Directions for this task:
Repeat each entry word for word.

Records:
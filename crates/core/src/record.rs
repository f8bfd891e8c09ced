//! Property bags shared by every pipeline stage.
//!
//! Diagnostic records and feature sets are both ordered maps of
//! property name to [`FieldValue`]. Insertion order is preserved so that
//! positional consumers (model input vectors, example listings) see the
//! same order on every run.

use indexmap::IndexMap;
use serde::{Deserialize, Serialize};

use crate::error::FleetError;

/// Typed scalar values. Source data arrives as JSON, so nested arrays and
/// objects are kept as their JSON text.
#[derive(Debug, Clone, Serialize, Deserialize, PartialEq)]
#[serde(untagged)]
pub enum FieldValue {
    Boolean(bool),
    Integer(i64),
    Float(f64),
    Text(String),
    Null,
}

impl FieldValue {
    /// Extract as string, returning None for every non-text variant.
    pub fn as_str(&self) -> Option<&str> {
        match self {
            FieldValue::Text(s) => Some(s.as_str()),
            _ => None,
        }
    }

    /// Numeric view of the value. Text is accepted when it parses as a number.
    pub fn as_f64(&self) -> Option<f64> {
        match self {
            FieldValue::Integer(i) => Some(*i as f64),
            FieldValue::Float(f) if f.is_finite() => Some(*f),
            FieldValue::Boolean(b) => Some(if *b { 1.0 } else { 0.0 }),
            FieldValue::Text(s) => s.trim().parse::<f64>().ok().filter(|f| f.is_finite()),
            _ => None,
        }
    }

    pub fn is_null(&self) -> bool {
        matches!(self, FieldValue::Null)
    }

    /// "Present and meaningful": not null, not an empty string, not zero, not false.
    pub fn is_truthy(&self) -> bool {
        match self {
            FieldValue::Null => false,
            FieldValue::Boolean(b) => *b,
            FieldValue::Integer(i) => *i != 0,
            FieldValue::Float(f) => *f != 0.0 && !f.is_nan(),
            FieldValue::Text(s) => !s.trim().is_empty(),
        }
    }
}

impl std::fmt::Display for FieldValue {
    fn fmt(&self, f: &mut std::fmt::Formatter<'_>) -> std::fmt::Result {
        match self {
            FieldValue::Text(s) => f.write_str(s),
            FieldValue::Integer(i) => write!(f, "{i}"),
            FieldValue::Float(v) => write!(f, "{v}"),
            FieldValue::Boolean(b) => write!(f, "{b}"),
            FieldValue::Null => Ok(()),
        }
    }
}

impl From<serde_json::Value> for FieldValue {
    fn from(value: serde_json::Value) -> Self {
        match value {
            serde_json::Value::Null => FieldValue::Null,
            serde_json::Value::Bool(b) => FieldValue::Boolean(b),
            serde_json::Value::Number(n) => match n.as_i64() {
                Some(i) => FieldValue::Integer(i),
                None => n.as_f64().map(FieldValue::Float).unwrap_or(FieldValue::Null),
            },
            serde_json::Value::String(s) => FieldValue::Text(s),
            other => FieldValue::Text(other.to_string()),
        }
    }
}

impl From<&str> for FieldValue {
    fn from(value: &str) -> Self {
        FieldValue::Text(value.to_string())
    }
}

impl From<String> for FieldValue {
    fn from(value: String) -> Self {
        FieldValue::Text(value)
    }
}

impl From<i64> for FieldValue {
    fn from(value: i64) -> Self {
        FieldValue::Integer(value)
    }
}

impl From<f64> for FieldValue {
    fn from(value: f64) -> Self {
        FieldValue::Float(value)
    }
}

impl From<bool> for FieldValue {
    fn from(value: bool) -> Self {
        FieldValue::Boolean(value)
    }
}

impl From<&FieldValue> for serde_json::Value {
    fn from(value: &FieldValue) -> Self {
        match value {
            FieldValue::Text(s) => serde_json::Value::String(s.clone()),
            FieldValue::Integer(i) => serde_json::Value::from(*i),
            FieldValue::Float(f) => serde_json::Number::from_f64(*f)
                .map(serde_json::Value::Number)
                .unwrap_or(serde_json::Value::Null),
            FieldValue::Boolean(b) => serde_json::Value::Bool(*b),
            FieldValue::Null => serde_json::Value::Null,
        }
    }
}

// ── Property bag ──────────────────────────────────────────────

/// Ordered property name → value map.
#[derive(Debug, Clone, Default, PartialEq, Serialize, Deserialize)]
#[serde(from = "IndexMap<String, serde_json::Value>")]
pub struct PropertyBag(IndexMap<String, FieldValue>);

/// One observed event or metric sample from a managed host.
pub type DiagnosticRecord = PropertyBag;

/// Flat derived features for one record, in construction order.
pub type FeatureSet = PropertyBag;

impl PropertyBag {
    pub fn new() -> Self {
        Self(IndexMap::new())
    }

    pub fn get(&self, key: &str) -> Option<&FieldValue> {
        self.0.get(key)
    }

    pub fn contains_key(&self, key: &str) -> bool {
        self.0.contains_key(key)
    }

    /// Insert or replace a value. Replacing keeps the original position.
    pub fn insert(&mut self, key: impl Into<String>, value: impl Into<FieldValue>) {
        self.0.insert(key.into(), value.into());
    }

    /// Builder-style insert.
    pub fn with(mut self, key: impl Into<String>, value: impl Into<FieldValue>) -> Self {
        self.insert(key, value);
        self
    }

    pub fn iter(&self) -> impl Iterator<Item = (&String, &FieldValue)> {
        self.0.iter()
    }

    pub fn keys(&self) -> impl Iterator<Item = &String> {
        self.0.keys()
    }

    pub fn len(&self) -> usize {
        self.0.len()
    }

    pub fn is_empty(&self) -> bool {
        self.0.is_empty()
    }

    pub fn to_json(&self) -> serde_json::Value {
        let map: serde_json::Map<String, serde_json::Value> = self
            .0
            .iter()
            .map(|(k, v)| (k.clone(), serde_json::Value::from(v)))
            .collect();
        serde_json::Value::Object(map)
    }
}

impl From<IndexMap<String, serde_json::Value>> for PropertyBag {
    fn from(map: IndexMap<String, serde_json::Value>) -> Self {
        Self(map.into_iter().map(|(k, v)| (k, FieldValue::from(v))).collect())
    }
}

impl FromIterator<(String, FieldValue)> for PropertyBag {
    fn from_iter<T: IntoIterator<Item = (String, FieldValue)>>(iter: T) -> Self {
        Self(iter.into_iter().collect())
    }
}

// ── Input parsing ─────────────────────────────────────────────

/// Parse a diagnostic snapshot. Accepts a JSON array of objects, a single
/// object, or an object wrapping the array under `records`.
pub fn parse_records(json: &str) -> Result<Vec<DiagnosticRecord>, FleetError> {
    let value: serde_json::Value = serde_json::from_str(json)?;
    let items = match value {
        serde_json::Value::Array(items) => items,
        serde_json::Value::Object(mut obj) => match obj.remove("records") {
            Some(serde_json::Value::Array(items)) => items,
            Some(_) => {
                return Err(FleetError::InvalidInput(
                    "`records` must be an array of objects".into(),
                ))
            }
            None => vec![serde_json::Value::Object(obj)],
        },
        other => {
            return Err(FleetError::InvalidInput(format!(
                "expected an array or object of diagnostic records, got {}",
                json_kind(&other)
            )))
        }
    };

    items
        .into_iter()
        .enumerate()
        .map(|(idx, item)| match item {
            serde_json::Value::Object(obj) => Ok(obj
                .into_iter()
                .map(|(k, v)| (k, FieldValue::from(v)))
                .collect()),
            other => Err(FleetError::InvalidInput(format!(
                "record {idx} is {}, expected an object",
                json_kind(&other)
            ))),
        })
        .collect()
}

fn json_kind(value: &serde_json::Value) -> &'static str {
    match value {
        serde_json::Value::Null => "null",
        serde_json::Value::Bool(_) => "a boolean",
        serde_json::Value::Number(_) => "a number",
        serde_json::Value::String(_) => "a string",
        serde_json::Value::Array(_) => "an array",
        serde_json::Value::Object(_) => "an object",
    }
}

Completed task:
filename crates/core/src/record.rs
repository f8bfd891e8c09ced
//! Property bags shared by every pipeline stage.
//!
//! Diagnostic records and feature sets are both ordered maps of
//! property name to [`FieldValue`]. Insertion order is preserved so that
//! positional consumers (model input vectors, example listings) see the
//! same order on every run.

use indexmap::IndexMap;
use serde::{Deserialize, Serialize};

use crate::error::FleetError;

/// Typed scalar values. Source data arrives as JSON, so nested arrays and
/// objects are kept as their JSON text.
#[derive(Debug, Clone, Serialize, Deserialize, PartialEq)]
#[serde(untagged)]
pub enum FieldValue {
    Boolean(bool),
    Integer(i64),
    Float(f64),
    Text(String),
    Null,
}

impl FieldValue {
    /// Extract as string, returning None for every non-text variant.
    pub fn as_str(&self) -> Option<&str> {
        match self {
            FieldValue::Text(s) => Some(s.as_str()),
            _ => None,
        }
    }

    /// Numeric view of the value. Text is accepted when it parses as a number.
    pub fn as_f64(&self) -> Option<f64> {
        match self {
            FieldValue::Integer(i) => Some(*i as f64),
            FieldValue::Float(f) if f.is_finite() => Some(*f),
            FieldValue::Boolean(b) => Some(if *b { 1.0 } else { 0.0 }),
            FieldValue::Text(s) => s.trim().parse::<f64>().ok().filter(|f| f.is_finite()),
            _ => None,
        }
    }

    pub fn is_null(&self) -> bool {
        matches!(self, FieldValue::Null)
    }

    /// "Present and meaningful": not null, not an empty string, not zero, not false.
    pub fn is_truthy(&self) -> bool {
        match self {
            FieldValue::Null => false,
            FieldValue::Boolean(b) => *b,
            FieldValue::Integer(i) => *i != 0,
            FieldValue::Float(f) => *f != 0.0 && !f.is_nan(),
            FieldValue::Text(s) => !s.trim().is_empty(),
        }
    }
}

impl std::fmt::Display for FieldValue {
    fn fmt(&self, f: &mut std::fmt::Formatter<'_>) -> std::fmt::Result {
        match self {
            FieldValue::Text(s) => f.write_str(s),
            FieldValue::Integer(i) => write!(f, "{i}"),
            FieldValue::Float(v) => write!(f, "{v}"),
            FieldValue::Boolean(b) => write!(f, "{b}"),
            FieldValue::Null => Ok(()),
        }
    }
}

impl From<serde_json::Value> for FieldValue {
    fn from(value: serde_json::Value) -> Self {
        match value {
            serde_json::Value::Null => FieldValue::Null,
            serde_json::Value::Bool(b) => FieldValue::Boolean(b),
            serde_json::Value::Number(n) => match n.as_i64() {
                Some(i) => FieldValue::Integer(i),
                None => n.as_f64().map(FieldValue::Float).unwrap_or(FieldValue::Null),
            },
            serde_json::Value::String(s) => FieldValue::Text(s),
            other => FieldValue::Text(other.to_string()),
        }
    }
}

impl From<&str> for FieldValue {
    fn from(value: &str) -> Self {
        FieldValue::Text(value.to_string())
    }
}

impl From<String> for FieldValue {
    fn from(value: String) -> Self {
        FieldValue::Text(value)
    }
}

impl From<i64> for FieldValue {
    fn from(value: i64) -> Self {
        FieldValue::Integer(value)
    }
}

impl From<f64> for FieldValue {
    fn from(value: f64) -> Self {
        FieldValue::Float(value)
    }
}

impl From<bool> for FieldValue {
    fn from(value: bool) -> Self {
        FieldValue::Boolean(value)
    }
}

impl From<&FieldValue> for serde_json::Value {
    fn from(value: &FieldValue) -> Self {
        match value {
            FieldValue::Text(s) => serde_json::Value::String(s.clone()),
            FieldValue::Integer(i) => serde_json::Value::from(*i),
            FieldValue::Float(f) => serde_json::Number::from_f64(*f)
                .map(serde_json::Value::Number)
                .unwrap_or(serde_json::Value::Null),
            FieldValue::Boolean(b) => serde_json::Value::Bool(*b),
            FieldValue::Null => serde_json::Value::Null,
        }
    }
}

// ── Property bag ──────────────────────────────────────────────

/// Ordered property name → value map.
#[derive(Debug, Clone, Default, PartialEq, Serialize, Deserialize)]
#[serde(from = "IndexMap<String, serde_json::Value>")]
pub struct PropertyBag(IndexMap<String, FieldValue>);

/// One observed event or metric sample from a managed host.
pub type DiagnosticRecord = PropertyBag;

/// Flat derived features for one record, in construction order.
pub type FeatureSet = PropertyBag;

impl PropertyBag {
    pub fn new() -> Self {
        Self(IndexMap::new())
    }

    pub fn get(&self, key: &str) -> Option<&FieldValue> {
        self.0.get(key)
    }

    pub fn contains_key(&self, key: &str) -> bool {
        self.0.contains_key(key)
    }

    /// Insert or replace a value. Replacing keeps the original position.
    pub fn insert(&mut self, key: impl Into<String>, value: impl Into<FieldValue>) {
        self.0.insert(key.into(), value.into());
    }

    /// Builder-style insert.
    pub fn with(mut self, key: impl Into<String>, value: impl Into<FieldValue>) -> Self {
        self.insert(key, value);
        self
    }

    pub fn iter(&self) -> impl Iterator<Item = (&String, &FieldValue)> {
        self.0.iter()
    }

    pub fn keys(&self) -> impl Iterator<Item = &String> {
        self.0.keys()
    }

    pub fn len(&self) -> usize {
        self.0.len()
    }

    pub fn is_empty(&self) -> bool {
        self.0.is_empty()
    }

    pub fn to_json(&self) -> serde_json::Value {
        let map: serde_json::Map<String, serde_json::Value> = self
            .0
            .iter()
            .map(|(k, v)| (k.clone(), serde_json::Value::from(v)))
            .collect();
        serde_json::Value::Object(map)
    }
}

impl From<IndexMap<String, serde_json::Value>> for PropertyBag {
    fn from(map: IndexMap<String, serde_json::Value>) -> Self {
        Self(map.into_iter().map(|(k, v)| (k, FieldValue::from(v))).collect())
    }
}

impl FromIterator<(String, FieldValue)> for PropertyBag {
    fn from_iter<T: IntoIterator<Item = (String, FieldValue)>>(iter: T) -> Self {
        Self(iter.into_iter().collect())
    }
}

// ── Input parsing ─────────────────────────────────────────────

/// Parse a diagnostic snapshot. Accepts a JSON array of objects, a single
/// object, or an object wrapping the array under `records`.
pub fn parse_records(json: &str) -> Result<Vec<DiagnosticRecord>, FleetError> {
    let value: serde_json::Value = serde_json::from_str(json)?;
    let items = match value {
        serde_json::Value::Array(items) => items,
        serde_json::Value::Object(mut obj) => match obj.remove("records") {
            Some(serde_json::Value::Array(items)) => items,
            Some(_) => {
                return Err(FleetError::InvalidInput(
                    "`records` must be an array of objects".into(),
                ))
            }
            None => vec![serde_json::Value::Object(obj)],
        },
        other => {
            return Err(FleetError::InvalidInput(format!(
                "expected an array or object of diagnostic records, got {}",
                json_kind(&other)
            )))
        }
    };

    items
        .into_iter()
        .enumerate()
        .map(|(idx, item)| match item {
            serde_json::Value::Object(obj) => Ok(obj
                .into_iter()
                .map(|(k, v)| (k, FieldValue::from(v)))
                .collect()),
            other => Err(FleetError::InvalidInput(format!(
                "record {idx} is {}, expected an object",
                json_kind(&other)
            ))),
        })
        .collect()
}

fn json_kind(value: &serde_json::Value) -> &'static str {
    match value {
        serde_json::Value::Null => "null",
        serde_json::Value::Bool(_) => "a boolean",
        serde_json::Value::Number(_) => "a number",
        serde_json::Value::String(_) => "a string",
        serde_json::Value::Array(_) => "an array",
        serde_json::Value::Object(_) => "an object",
    }
}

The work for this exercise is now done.